Crash takes seconds, impact is forever
BROKEN bodies with multiple fractures arrive at the Royal Brisbane and Women’s Hospital almost every day within minutes or hours of major traffic crashes.
And for one team, the severe injuries don’t raise an eyebrow when they are briefed. “Here is a typical patient,” Dr Michael Rudd, RBWH head of burns, trauma and critical care says.
“Fractured right side of ribs, fractured body of spine so thoracic spine, fractured left radius so this arm, fractured humerus on this side.
“Four fractures of the pelvis, fractured femur.
“That was an unrestrained patient.”
Despite the frequent carnage on the road, Dr Rudd said he feels people have become conditioned or desensitised to the road toll and most information was getting lost as “noise”.
He said when he attended some ambulance service morbidity and mortality conferences he wondered how patients survived because the vehicle was unrecognisable.
“They look like pieces of scrap,” he said.
Women were more riskaverse, he said.
He add that there was a disproportionate number of people in the 17–30 age group.
Trauma teams were seeing more people intoxicated with drugs, not just alcohol.
He said there was a trend of food delivery and ride-share people presenting with serious injuries, sometimes after crashing into the back of another vehicle.
In other cases people were jogging with headphones. One was hit by a truck. Another did not hear a traffic accident – and that resulted in them being hit.
Dr Rudd said trauma systems and pre-hospital paramedic care were so good people were surviving more than in the past.
Hopes and aspirations were turned on their heads for patients and they had to start their life again.

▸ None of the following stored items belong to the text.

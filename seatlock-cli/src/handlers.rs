use std::collections::BTreeMap;

use axum::http::StatusCode;
use chrono::{DateTime, SecondsFormat, Utc};
use serde::{Deserialize, Serialize};

use seatlock_core::types::{SeatState, SeatSummary, Snapshot};
use seatlock_core::ReservationError;

// ─── Formatting Helpers ─────────────────────────────────────────────────────

/// Unix milliseconds as an ISO-8601 UTC timestamp
pub fn iso8601(ms: u64) -> String {
    i64::try_from(ms)
        .ok()
        .and_then(DateTime::<Utc>::from_timestamp_millis)
        .map(|dt| dt.to_rfc3339_opts(SecondsFormat::Millis, true))
        .unwrap_or_else(|| ms.to_string())
}

pub fn status_for(err: &ReservationError) -> StatusCode {
    match err {
        ReservationError::NotFound { .. } => StatusCode::NOT_FOUND,
        ReservationError::Conflict { .. } => StatusCode::CONFLICT,
        ReservationError::InvalidState { .. } => StatusCode::BAD_REQUEST,
        ReservationError::InvalidRequest { .. } => StatusCode::BAD_REQUEST,
        ReservationError::Forbidden { .. } => StatusCode::FORBIDDEN,
        ReservationError::Expired { .. } => StatusCode::GONE,
    }
}

// ─── Request Types ──────────────────────────────────────────────────────────

/// Ids arrive as strings or bare JSON numbers
#[derive(Deserialize)]
#[serde(untagged)]
pub enum IdParam {
    Text(String),
    Number(serde_json::Number),
}

impl IdParam {
    pub fn into_string(self) -> String {
        match self {
            IdParam::Text(s) => s,
            IdParam::Number(n) => n.to_string(),
        }
    }
}

#[derive(Deserialize, Default)]
#[serde(rename_all = "camelCase")]
pub struct SeatRequest {
    pub seat_id: Option<IdParam>,
    pub user_id: Option<IdParam>,
}

impl SeatRequest {
    /// Both ids are required for lock and confirm
    pub fn require_both(self) -> Result<(String, String), String> {
        let seat_id = self.seat_id.map(IdParam::into_string).unwrap_or_default();
        let user_id = self.user_id.map(IdParam::into_string).unwrap_or_default();
        if seat_id.is_empty() || user_id.is_empty() {
            return Err("seatId and userId are required".to_string());
        }
        Ok((seat_id, user_id))
    }

    /// Unlock only needs the seat; the user may be omitted by an admin
    pub fn require_seat(self) -> Result<(String, Option<String>), String> {
        let seat_id = self.seat_id.map(IdParam::into_string).unwrap_or_default();
        if seat_id.is_empty() {
            return Err("seatId is required".to_string());
        }
        let user_id = self.user_id.map(IdParam::into_string);
        Ok((seat_id, user_id.filter(|u| !u.is_empty())))
    }
}

// ─── Response Types ─────────────────────────────────────────────────────────

#[derive(Serialize)]
#[serde(rename_all = "camelCase")]
pub struct ApiResponse<T: Serialize> {
    pub success: bool,
    #[serde(skip_serializing_if = "Option::is_none")]
    pub data: Option<T>,
    #[serde(skip_serializing_if = "Option::is_none")]
    pub error: Option<String>,
    #[serde(skip_serializing_if = "Option::is_none")]
    pub code: Option<&'static str>,
    #[serde(skip_serializing_if = "Option::is_none")]
    pub owner: Option<String>,
    #[serde(skip_serializing_if = "Option::is_none")]
    pub expires_at: Option<String>,
}

impl<T: Serialize> ApiResponse<T> {
    pub fn ok(data: T) -> Self {
        Self {
            success: true,
            data: Some(data),
            error: None,
            code: None,
            owner: None,
            expires_at: None,
        }
    }

    pub fn err(msg: impl Into<String>) -> Self {
        Self {
            success: false,
            data: None,
            error: Some(msg.into()),
            code: None,
            owner: None,
            expires_at: None,
        }
    }

    /// Failure payload for a core error; conflicts carry the current holder
    pub fn from_error(err: &ReservationError) -> Self {
        let mut response = Self::err(err.to_string());
        response.code = Some(err.code());
        if let ReservationError::Conflict {
            held_by, expires_at, ..
        } = err
        {
            response.owner = held_by.clone();
            response.expires_at = expires_at.map(iso8601);
        }
        response
    }
}

#[derive(Serialize)]
#[serde(rename_all = "camelCase")]
pub struct LockResponse {
    pub id: String,
    pub owner: String,
    pub expires_at: String,
}

#[derive(Serialize)]
pub struct BookingResponse {
    pub id: String,
    pub owner: String,
}

#[derive(Serialize)]
pub struct UnlockResponse {
    pub message: String,
    pub released: bool,
}

#[derive(Serialize)]
#[serde(rename_all = "camelCase")]
pub struct SeatInfo {
    pub state: SeatState,
    pub owner: Option<String>,
    pub expires_at: Option<String>,
}

#[derive(Serialize)]
pub struct SeatsResponse {
    pub seats: BTreeMap<String, SeatInfo>,
}

impl From<Snapshot> for SeatsResponse {
    fn from(snapshot: Snapshot) -> Self {
        let seats = snapshot
            .seats
            .into_iter()
            .map(|(id, view)| {
                let info = SeatInfo {
                    state: view.state,
                    owner: view.owner,
                    expires_at: view.expires_at.map(iso8601),
                };
                (id, info)
            })
            .collect();
        Self { seats }
    }
}

#[derive(Serialize)]
pub struct SweepResponse {
    pub released: usize,
}

#[derive(Serialize)]
pub struct HealthResponse {
    pub status: String,
    pub seats: SeatSummary,
    pub version: String,
}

There was a “golden hour” slogan in which doctors could make corrections to patients, but in reality it wasn’t a predefined amount of time.
“They might be dying of blood loss or they might have injured their nervous system or some other vital organ,” Dr Rudd said.
“Whether or not they survive sort of depends partly on the system that brings them to us, partly on the severity of the injury and partly on the expertise of the clinicians looking after them.”
“We have to do that every day and every week,” he said.
“It’s a life-changing event that occurs very quickly with trauma.”
Dr Rudd said if Fatal Five factors were eliminated, most
of the road trauma would be non-existent.
“You’re driving at the right speed, wearing a seatbelt, not drunk, not under the influence, not distracted, not looking at your mobile phone, it pretty much eliminates all road traffic accidents,” he said.
“It’s not rocket science.” He said the hospital was involved in a program called PARTY – Prevent Alcohol and Risk-related Trauma in Youth – in which schoolchildren were taken to emergency departments where critical injury scenarios were run.
“And they have people who have been injured who give their time to explain how they were injured. And I think that’s a very powerful way of getting the message to young people about how just an instant of lack of situational awareness or poor judgment can change your life forever,” he said.